While Todd visited the other day, I’d noticed a few exciting things during our tour of the garden. A mystery evergreen shrub in the front garden has white berries. It is an angular plant, looks thorny but is not painful to touch, and neither of us could ID it.
I admired a few dwarf conifers (can’t name them, though).
I was inspired by the damp but almost windless weather to go back to the bogsy wood and transplant a golden Virburnum that I had planted too close to a variegated elderberry. Then I saw two small, new hydrangeas were too close together. All got shifted around.

It’s a good thing I have a new shade bed in the works (under that tree, by the swale) as I am almost out of room again!
I checked the most satisfactory rising of the water in the seasonal swale outside the south gate.
My grass-cut finger is only now healed from when the grass fought back almost two weeks ago (or more).
My river of blue Geranium ‘Rozanne’ has put out fresh new growth. If I had cleaned up the old spent growth, it would look all fresh and new. The strangely warm weather has inspired all this strange late-blooming behavior.
Languishing in a corner of the garden I found the tin pig that sadly reminds me of a friendship lost not by my choice. Poor pig. Makes me feel baffled just to look at it.

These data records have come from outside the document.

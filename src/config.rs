//! Configuration management for Atlas Agent.
//!
//! Configuration can be set via environment variables:
//! - `REASONING_API_KEY` - Required. API key for the reasoning backend.
//! - `REASONING_BASE_URL` - Optional. OpenAI-compatible base URL. Defaults to `https://api.openai.com/v1`.
//! - `REASONING_MODEL` - Optional. Model identifier. Defaults to `gpt-4.1`.
//! - `FEATURE_SERVICE_API_KEY` - Optional. Access token for the remote feature service.
//! - `REMOTE_LAYERS` - Optional. Comma-separated `id=url` pairs of feature layer endpoints.
//! - `LOCAL_TABLES` - Optional. Comma-separated `name=path` pairs of CSV tables loaded at startup.
//!   Defaults to `athletes=data/athletes.csv,events=data/events.csv`.
//! - `MAP_API_KEY` - Optional. Non-secret map key forwarded to the frontend.
//! - `HOST` - Optional. Server host. Defaults to `127.0.0.1`.
//! - `PORT` - Optional. Server port. Defaults to `3000`.
//! - `SESSION_TTL_SECS` - Optional. Session inactivity TTL. Defaults to `1800`.
//! - `SESSION_CAP` - Optional. Maximum live sessions. Defaults to `500`.
//! - `REQUEST_TIMEOUT_SECS` - Optional. Timeout for outbound calls. Defaults to `15`.
//! - `MAX_RESULT_ROWS` - Optional. Cap on rows per tool result. Defaults to `50`.
//! - `MAX_AGENT_STEPS` - Optional. Agent loop step budget. Defaults to `8`.

use std::path::PathBuf;
use std::time::Duration;
use thiserror::Error;

#[derive(Debug, Error)]
pub enum ConfigError {
    #[error("Missing required environment variable: {0}")]
    MissingEnvVar(String),

    #[error("Invalid value for {0}: {1}")]
    InvalidValue(String, String),
}

/// Reasoning backend configuration. All values are opaque to the core.
#[derive(Debug, Clone)]
pub struct ReasoningConfig {
    /// API key for the backend
    pub api_key: String,

    /// OpenAI-compatible base URL
    pub base_url: String,

    /// Model identifier
    pub model: String,
}

/// Application configuration.
#[derive(Debug, Clone)]
pub struct Config {
    /// Server host
    pub host: String,

    /// Server port
    pub port: u16,

    /// Reasoning backend settings
    pub reasoning: ReasoningConfig,

    /// Access token for the remote feature service (empty = anonymous)
    pub feature_service_api_key: Option<String>,

    /// Remote feature layers: (layer id, layer URL)
    pub remote_layers: Vec<(String, String)>,

    /// Local CSV tables: (table name, file path)
    pub local_tables: Vec<(String, PathBuf)>,

    /// Non-secret map key exposed to the frontend via `/config`
    pub map_api_key: String,

    /// Session inactivity TTL
    pub session_ttl: Duration,

    /// Maximum number of live sessions
    pub session_cap: usize,

    /// Timeout applied to outbound HTTP calls
    pub request_timeout: Duration,

    /// Maximum rows returned by a single tool call
    pub max_result_rows: usize,

    /// Maximum iterations of the agent loop per chat request
    pub max_agent_steps: usize,
}

impl Config {
    /// Load configuration from environment variables.
    ///
    /// # Errors
    ///
    /// Returns `ConfigError::MissingEnvVar` if `REASONING_API_KEY` is not set.
    pub fn from_env() -> Result<Self, ConfigError> {
        let api_key = std::env::var("REASONING_API_KEY")
            .map_err(|_| ConfigError::MissingEnvVar("REASONING_API_KEY".to_string()))?;

        let reasoning = ReasoningConfig {
            api_key,
            base_url: std::env::var("REASONING_BASE_URL")
                .unwrap_or_else(|_| "https://api.openai.com/v1".to_string()),
            model: std::env::var("REASONING_MODEL").unwrap_or_else(|_| "gpt-4.1".to_string()),
        };

        let feature_service_api_key = std::env::var("FEATURE_SERVICE_API_KEY")
            .ok()
            .filter(|v| !v.is_empty());

        let remote_layers = parse_pairs(
            "REMOTE_LAYERS",
            &std::env::var("REMOTE_LAYERS").unwrap_or_default(),
        )?;

        let local_tables = parse_pairs(
            "LOCAL_TABLES",
            &std::env::var("LOCAL_TABLES")
                .unwrap_or_else(|_| "athletes=data/athletes.csv,events=data/events.csv".to_string()),
        )?
        .into_iter()
        .map(|(name, path)| (name, PathBuf::from(path)))
        .collect();

        let host = std::env::var("HOST").unwrap_or_else(|_| "127.0.0.1".to_string());

        let port = std::env::var("PORT")
            .unwrap_or_else(|_| "3000".to_string())
            .parse()
            .map_err(|e| ConfigError::InvalidValue("PORT".to_string(), format!("{}", e)))?;

        Ok(Self {
            host,
            port,
            reasoning,
            feature_service_api_key,
            remote_layers,
            local_tables,
            map_api_key: std::env::var("MAP_API_KEY").unwrap_or_default(),
            session_ttl: Duration::from_secs(parse_env_u64("SESSION_TTL_SECS", 1800)?),
            session_cap: parse_env_u64("SESSION_CAP", 500)? as usize,
            request_timeout: Duration::from_secs(parse_env_u64("REQUEST_TIMEOUT_SECS", 15)?),
            max_result_rows: parse_env_u64("MAX_RESULT_ROWS", 50)? as usize,
            max_agent_steps: parse_env_u64("MAX_AGENT_STEPS", 8)? as usize,
        })
    }

    /// Create a config with custom values (useful for testing).
    pub fn new(api_key: String) -> Self {
        Self {
            host: "127.0.0.1".to_string(),
            port: 3000,
            reasoning: ReasoningConfig {
                api_key,
                base_url: "https://api.openai.com/v1".to_string(),
                model: "gpt-4.1".to_string(),
            },
            feature_service_api_key: None,
            remote_layers: Vec::new(),
            local_tables: Vec::new(),
            map_api_key: String::new(),
            session_ttl: Duration::from_secs(1800),
            session_cap: 500,
            request_timeout: Duration::from_secs(15),
            max_result_rows: 50,
            max_agent_steps: 8,
        }
    }
}

fn parse_env_u64(var: &str, default: u64) -> Result<u64, ConfigError> {
    match std::env::var(var) {
        Ok(raw) => raw
            .parse()
            .map_err(|e| ConfigError::InvalidValue(var.to_string(), format!("{}", e))),
        Err(_) => Ok(default),
    }
}

/// Parse a comma-separated list of `key=value` pairs.
///
/// Empty input yields an empty list. A segment without `=` or with an empty
/// key or value is rejected.
fn parse_pairs(var: &str, raw: &str) -> Result<Vec<(String, String)>, ConfigError> {
    let mut pairs = Vec::new();
    for segment in raw.split(',').map(str::trim).filter(|s| !s.is_empty()) {
        let (key, value) = segment.split_once('=').ok_or_else(|| {
            ConfigError::InvalidValue(var.to_string(), format!("expected key=value, got: {}", segment))
        })?;
        let (key, value) = (key.trim(), value.trim());
        if key.is_empty() || value.is_empty() {
            return Err(ConfigError::InvalidValue(
                var.to_string(),
                format!("empty key or value in: {}", segment),
            ));
        }
        pairs.push((key.to_string(), value.to_string()));
    }
    Ok(pairs)
}

#[cfg(test)]
mod tests {
    use super::*;

    #[test]
    fn parse_pairs_accepts_empty_input() {
        assert!(parse_pairs("X", "").expect("empty input is valid").is_empty());
    }

    #[test]
    fn parse_pairs_splits_multiple_entries() {
        let pairs = parse_pairs("X", "athletes=data/a.csv, events=data/e.csv")
            .expect("valid pair list");
        assert_eq!(
            pairs,
            vec![
                ("athletes".to_string(), "data/a.csv".to_string()),
                ("events".to_string(), "data/e.csv".to_string()),
            ]
        );
    }

    #[test]
    fn parse_pairs_preserves_equals_in_value() {
        let pairs = parse_pairs("X", "stores=https://example.com/q?f=json").expect("valid pair");
        assert_eq!(pairs[0].1, "https://example.com/q?f=json");
    }

    #[test]
    fn parse_pairs_rejects_missing_separator() {
        let err = parse_pairs("REMOTE_LAYERS", "not-a-pair").expect_err("must fail");
        assert!(matches!(err, ConfigError::InvalidValue(var, _) if var == "REMOTE_LAYERS"));
    }

    #[test]
    fn parse_pairs_rejects_empty_key() {
        assert!(parse_pairs("X", "=value").is_err());
    }

    #[test]
    fn test_config_has_documented_defaults() {
        let config = Config::new("test-key".to_string());
        assert_eq!(config.session_ttl, Duration::from_secs(1800));
        assert_eq!(config.session_cap, 500);
        assert_eq!(config.max_result_rows, 50);
        assert_eq!(config.max_agent_steps, 8);
    }
}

I put Pig up front with the Halloween decor so I can give him to Pink Poppy Madeline.
I know Maddy will like the pig, because she and Jacob had its sister and brother at their wedding.
I finally remembered to transplant (again) the yellow Baptisia into the front garden.
I added some sopping wet plant stalks to the corridor of spooky plants. It is now almost done except for the decorative touches and the final part that inconveniently blocks the lawn path.
I called Allan on his shopping trip to tell him that even though I had said we would not use cobwebs this year as they look so tawdry in daylight, we needed them after all. The corridor is not spooky enough without them.
Finally, the rain came down strong enough so I could go inside guilt free.
I felt bothered by the darkness created in the living room by the Halloween window film.
My book, The Last Anniversary by Liane Moriarty, had a number of thought provoking passages about age. I’m sorry to say I identify with the pain stuff even though I am not QUITE 60, surely too young to be OLD.
Rose attends a funeral and contemplates old age:
She remembers what it was like to THINK she was old, but still be young:
Memories of her sister:
I am working hard on appreciating every moment now.
Also, I apologize to MaryBeth at my failure to make the book photos less curvy.
The Last Anniversary is mostly set on a fictional Australian Island, has a set of characters of all ages, and like all Liane Moriarty’s books, I recommend it for a good read.
I had to get it through interlibrary loan; it did not take long to arrive.
I’d forgotten it was Thursday till our friend Jenna (Queen La De Da) texted me to invite us to join her birthday dinner at the Cove. We couldn’t, because Allan was still across the river. When he returned, we did go to the Cove for a late dinner, and I was glad to have been reminded of the day as otherwise I could have missed our Thursday tradition.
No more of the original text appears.